Although Long Eaton had been established with the major industries of the railways and the lace mills, by the 1930s many other industries were moving into the town and it was important for the town’s development, to support and advertise these new businesses. A Trade exhibition was organised and took place each year from Monday to Saturday. In the early years this took place in the old Ice Stadium on Broad Street. The list of exhibitors read like a ‘who’s who’ of the town and names such as Everest Upholstery, Wade Spring Upholstery, Ideal Furnishing, Henry Burton, Wittering & Son, Belton & Read, Gilberts, Wallis & Son, Supertone and many more exhibited at the event.. At this time Long Eaton had its own electricity company, situated on Milner Road and there was also the Long Eaton Gas Company, both of these companies took part in the Trade Exhibition.
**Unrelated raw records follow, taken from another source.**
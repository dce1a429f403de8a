//! Incremental command-tree builder.
//!
//! Every token emitted by the tokenizer goes through [`TreeBuilder::insert`],
//! which records token ranges on [`CommandNode`]s instead of building a
//! pointer tree. One [`ParseState`] frame exists per open block.

use log::trace;

use super::types::{CommandNode, NodeId, Script, Token, TokenRange, TokenType};
use crate::error::LexError;

/// Heads of the innermost open block.
#[derive(Debug, Clone, Default)]
struct ParseState {
    command_head: Option<NodeId>,
    redirection_head: Option<NodeId>,
    /// Index of the `{` token that opened this frame (`None` at the root).
    opened_at: Option<usize>,
}

impl ParseState {
    /// Redirection head if set, else command head.
    fn active(&self) -> Option<NodeId> {
        self.redirection_head.or(self.command_head)
    }
}

#[derive(Debug, Clone)]
pub(crate) struct TreeBuilder {
    tokens: Vec<Token>,
    nodes: Vec<CommandNode>,
    stack: Vec<ParseState>,
}

impl Default for TreeBuilder {
    fn default() -> Self {
        Self {
            tokens: Vec::new(),
            nodes: Vec::new(),
            stack: vec![ParseState::default()],
        }
    }
}

impl TreeBuilder {
    /// A builder whose root frame is already headed by an empty command at
    /// token 0, so argument pieces can follow directly.
    pub fn headed() -> Self {
        let mut builder = Self::default();
        let id = builder.alloc(0);
        builder.tokens.push(Token {
            kind: TokenType::Command,
            text: String::new(),
            start: 0,
            end: 0,
            line: 1,
            arg_index: 0,
            node: Some(id),
        });
        let root = &mut builder.stack[0];
        root.command_head = Some(id);
        root.redirection_head = Some(id);
        builder
    }

    /// Number of open blocks.
    pub fn depth(&self) -> usize {
        self.stack.len() - 1
    }

    /// Token index of the innermost unclosed `{`.
    pub fn innermost_open(&self) -> Option<&Token> {
        self.stack
            .last()
            .and_then(|frame| frame.opened_at)
            .map(|i| &self.tokens[i])
    }

    pub fn tokens(&self) -> &[Token] {
        &self.tokens
    }

    pub fn snapshot(&self, source: &str) -> Script {
        Script {
            source: source.to_string(),
            tokens: self.tokens.clone(),
            nodes: self.nodes.clone(),
        }
    }

    pub fn into_script(self, source: String) -> Script {
        Script {
            source,
            tokens: self.tokens,
            nodes: self.nodes,
        }
    }

    /// Append a token and update the range tree.
    pub fn insert(&mut self, mut token: Token) -> Result<(), LexError> {
        let index = self.tokens.len();
        let span = token.span();
        let frame = self.stack.len() - 1;

        match token.kind {
            TokenType::Command => {
                let id = self.alloc(index);
                token.node = Some(id);
                let state = &mut self.stack[frame];
                state.command_head = Some(id);
                state.redirection_head = Some(id);
            }
            TokenType::CommandSeparator => {
                let state = &mut self.stack[frame];
                state.command_head = None;
                state.redirection_head = None;
            }
            kind if kind.is_redirection() => {
                let Some(owner) = self.stack[frame].command_head else {
                    return Err(LexError::EmptyCommandHead(span));
                };
                let id = self.alloc(index);
                token.node = Some(id);
                self.nodes[owner].redirections.push(TokenRange::at(index));
                self.nodes[owner].command.end = index;
                self.stack[frame].redirection_head = Some(id);
            }
            TokenType::Option
            | TokenType::RawArgument
            | TokenType::SingleQuotedArgument
            | TokenType::DoubleQuotedArgument => {
                let Some(head) = self.stack[frame].active() else {
                    return Err(LexError::EmptyCommandHead(span));
                };
                let node = &mut self.nodes[head];
                if !node.blocks.is_empty() {
                    return Err(LexError::ArgumentAfterBlock(span));
                }
                match node.args.as_mut() {
                    Some(args) => args.end = index,
                    None => node.args = Some(TokenRange::at(index)),
                }
                self.extend(frame, index);
            }
            TokenType::BlockBegin => {
                let Some(head) = self.stack[frame].active() else {
                    return Err(LexError::EmptyCommandHead(span));
                };
                self.nodes[head].blocks.push(TokenRange::at(index));
                self.extend(frame, index);
                self.stack.push(ParseState {
                    opened_at: Some(index),
                    ..ParseState::default()
                });
            }
            TokenType::BlockEnd => {
                if self.stack.len() == 1 {
                    return Err(LexError::BlockUnderflow(span));
                }
                self.stack.pop();
                let parent = self.stack.len() - 1;
                // The parent's active head opened the block being closed.
                if let Some(head) = self.stack[parent].active()
                    && let Some(block) = self.nodes[head].blocks.last_mut()
                {
                    block.end = index;
                }
                self.extend(parent, index);
            }
            _ => unreachable!("all token kinds are handled above"),
        }

        trace!(
            "token #{index} {} {:?} arg={} depth={}",
            token.kind.as_str(),
            token.text,
            token.arg_index,
            self.depth()
        );
        self.tokens.push(token);
        Ok(())
    }

    fn alloc(&mut self, index: usize) -> NodeId {
        self.nodes.push(CommandNode::new(index));
        self.nodes.len() - 1
    }

    /// Grow the heads of `frame` (and the open redirection entry) to `index`.
    fn extend(&mut self, frame: usize, index: usize) {
        let state = &self.stack[frame];
        if let Some(cmd) = state.command_head {
            let node = &mut self.nodes[cmd];
            node.command.end = node.command.end.max(index);
            if state.redirection_head != Some(cmd)
                && let Some(redir) = node.redirections.last_mut()
            {
                redir.end = redir.end.max(index);
            }
        }
        if let Some(redir) = state.redirection_head
            && Some(redir) != state.command_head
        {
            let node = &mut self.nodes[redir];
            node.command.end = node.command.end.max(index);
        }
    }
}

#[cfg(test)]
mod tests {
    use super::*;

    fn token(kind: TokenType, text: &str, at: usize) -> Token {
        Token {
            kind,
            text: text.to_string(),
            start: at,
            end: at + text.len(),
            line: 1,
            arg_index: 0,
            node: None,
        }
    }

    #[test]
    fn argument_without_command_is_rejected() {
        let mut tree = TreeBuilder::default();
        let err = tree
            .insert(token(TokenType::RawArgument, "x", 0))
            .unwrap_err();
        assert!(matches!(err, LexError::EmptyCommandHead(_)));
    }

    #[test]
    fn block_end_at_root_underflows() {
        let mut tree = TreeBuilder::default();
        let err = tree.insert(token(TokenType::BlockEnd, "}", 0)).unwrap_err();
        assert!(matches!(err, LexError::BlockUnderflow(_)));
    }

    #[test]
    fn separator_clears_heads() {
        let mut tree = TreeBuilder::default();
        tree.insert(token(TokenType::Command, "a", 0)).unwrap();
        tree.insert(token(TokenType::CommandSeparator, ";", 1))
            .unwrap();
        let err = tree
            .insert(token(TokenType::Redirection, "r", 3))
            .unwrap_err();
        assert!(matches!(err, LexError::EmptyCommandHead(_)));
    }

    #[test]
    fn block_extends_parent_command() {
        let mut tree = TreeBuilder::default();
        tree.insert(token(TokenType::Command, "a", 0)).unwrap();
        tree.insert(token(TokenType::BlockBegin, "{", 2)).unwrap();
        assert_eq!(tree.depth(), 1);
        tree.insert(token(TokenType::Command, "b", 4)).unwrap();
        tree.insert(token(TokenType::BlockEnd, "}", 6)).unwrap();
        assert_eq!(tree.depth(), 0);
        let script = tree.into_script("a { b }".into());
        let a = script.node(0);
        assert_eq!(a.command, TokenRange { start: 0, end: 3 });
        assert_eq!(a.blocks, vec![TokenRange { start: 1, end: 3 }]);
        assert_eq!(script.node(1).command, TokenRange::at(2));
    }
}
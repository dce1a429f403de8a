//! Handler registry.
//!
//! Read-only once the session starts. The descriptor table is append-only:
//! each registration adds a descriptor pointing into its kind's handler
//! table. Registering a name again for the same kind shadows the earlier
//! entry for lookups; the earlier descriptor stays in the table.

use std::collections::HashMap;
use std::sync::Arc;

use log::debug;

use super::{Command, Formatter, Pipe, Sink};

#[derive(Debug, Clone, Copy, PartialEq, Eq, Hash)]
pub enum HandlerKind {
    Command,
    Pipe,
    Formatter,
    Sink,
}

impl HandlerKind {
    pub fn as_str(self) -> &'static str {
        match self {
            HandlerKind::Command => "command",
            HandlerKind::Pipe => "pipe",
            HandlerKind::Formatter => "formatter",
            HandlerKind::Sink => "sink",
        }
    }
}

/// Registration record of one handler.
#[derive(Debug, Clone, PartialEq, Eq)]
pub struct HandlerDescriptor {
    pub name: String,
    /// Free-form grouping used for help listings.
    pub group: String,
    pub kind: HandlerKind,
    /// Position in the handler table of `kind`.
    pub index: usize,
}

#[derive(Default)]
pub struct Registry {
    descriptors: Vec<HandlerDescriptor>,
    /// Live descriptor per `(kind, name)`.
    by_name: HashMap<(HandlerKind, String), usize>,
    commands: Vec<Arc<dyn Command>>,
    pipes: Vec<Arc<dyn Pipe>>,
    formatters: Vec<Arc<dyn Formatter>>,
    sinks: Vec<Arc<dyn Sink>>,
}

impl Registry {
    pub fn new() -> Self {
        Self::default()
    }

    /// The demo commands plus every standard pipe, formatter and sink.
    pub fn standard() -> Self {
        use super::{echo, formatters, pipes, scope, seq, sinks, vars};

        let mut registry = Self::new();
        registry.add_command("echo", "demo", echo::Echo);
        registry.add_command("seq", "demo", seq::Seq);
        registry.add_command("set", "session", vars::Set);
        registry.add_command("in", "session", scope::In);
        registry.add_command("pwd", "session", scope::Pwd);
        registry.add_pipe("limit", "filter", pipes::Limit);
        registry.add_pipe("grep", "filter", pipes::Grep);
        registry.add_formatter("text", "format", formatters::Text);
        registry.add_formatter("json", "format", formatters::Json);
        registry.add_sink("stdout", "output", sinks::Stdout);
        registry.add_sink("file", "output", sinks::File);
        registry.add_sink("sh", "output", sinks::Shell);
        registry
    }

    fn describe(&mut self, name: &str, group: &str, kind: HandlerKind, index: usize) {
        let id = self.descriptors.len();
        self.descriptors.push(HandlerDescriptor {
            name: name.to_string(),
            group: group.to_string(),
            kind,
            index,
        });
        if self.by_name.insert((kind, name.to_string()), id).is_some() {
            debug!("registered {} {name}, shadowing an earlier one", kind.as_str());
        } else {
            debug!("registered {} {name}", kind.as_str());
        }
    }

    pub fn add_command(&mut self, name: &str, group: &str, handler: impl Command + 'static) {
        self.describe(name, group, HandlerKind::Command, self.commands.len());
        self.commands.push(Arc::new(handler));
    }

    pub fn add_pipe(&mut self, name: &str, group: &str, handler: impl Pipe + 'static) {
        self.describe(name, group, HandlerKind::Pipe, self.pipes.len());
        self.pipes.push(Arc::new(handler));
    }

    pub fn add_formatter(&mut self, name: &str, group: &str, handler: impl Formatter + 'static) {
        self.describe(name, group, HandlerKind::Formatter, self.formatters.len());
        self.formatters.push(Arc::new(handler));
    }

    pub fn add_sink(&mut self, name: &str, group: &str, handler: impl Sink + 'static) {
        self.describe(name, group, HandlerKind::Sink, self.sinks.len());
        self.sinks.push(Arc::new(handler));
    }

    /// Live descriptor registered under `name` for `kind`.
    pub fn lookup(&self, kind: HandlerKind, name: &str) -> Option<&HandlerDescriptor> {
        self.by_name
            .get(&(kind, name.to_string()))
            .map(|&id| &self.descriptors[id])
    }

    fn index_of(&self, kind: HandlerKind, name: &str) -> Option<usize> {
        self.lookup(kind, name).map(|d| d.index)
    }

    pub fn command(&self, name: &str) -> Option<Arc<dyn Command>> {
        let index = self.index_of(HandlerKind::Command, name)?;
        self.commands.get(index).cloned()
    }

    pub fn pipe(&self, name: &str) -> Option<Arc<dyn Pipe>> {
        let index = self.index_of(HandlerKind::Pipe, name)?;
        self.pipes.get(index).cloned()
    }

    pub fn formatter(&self, name: &str) -> Option<Arc<dyn Formatter>> {
        let index = self.index_of(HandlerKind::Formatter, name)?;
        self.formatters.get(index).cloned()
    }

    pub fn sink(&self, name: &str) -> Option<Arc<dyn Sink>> {
        let index = self.index_of(HandlerKind::Sink, name)?;
        self.sinks.get(index).cloned()
    }

    /// Every registration in order, shadowed ones included.
    pub fn descriptors(&self) -> &[HandlerDescriptor] {
        &self.descriptors
    }

    /// Sorted names registered for `kind`.
    pub fn names(&self, kind: HandlerKind) -> Vec<&str> {
        let mut names: Vec<&str> = self
            .by_name
            .keys()
            .filter(|(k, _)| *k == kind)
            .map(|(_, name)| name.as_str())
            .collect();
        names.sort_unstable();
        names
    }
}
The L.M.S supported the carnival and in 1932 showed number 6100 The Royal Scot locomotive just prior to its tour of the USA. At this time it was the most powerful engine in their stock. The following year they showed the coach used by Queen Victoria in her travels around the UK. It is interesting to note that the Queen would not permit either gas or electric lighting in the coaches and only oil lamps were used. Not all the exhibitors were from the larger companies and Miss Bryon had a stand showing her rabbits and gave demonstrations of spinning the angora wool. In 1935 the location on Broad Street was declared to be unsafe and the event was moved to a marquee behind the Town Hall. This seems to have been a very unpopular move and in 1936 the number of exhibitors was well down and the event was discontinued in 1937.

Over the years many celebrities gave their support to the carnival. As well as Molley Lamont, other film stars who attended were Gwenith Lloyd, Dennis Calthrop, Glennis Lorrimer, Stainless Stephen and Philip Ridgway who was a leading broadcaster and singer of the day. Teddy Brown the well known xylophonist was rewarded for his support by being placed in the stocks and had to pay a ransom of £5 to get his release.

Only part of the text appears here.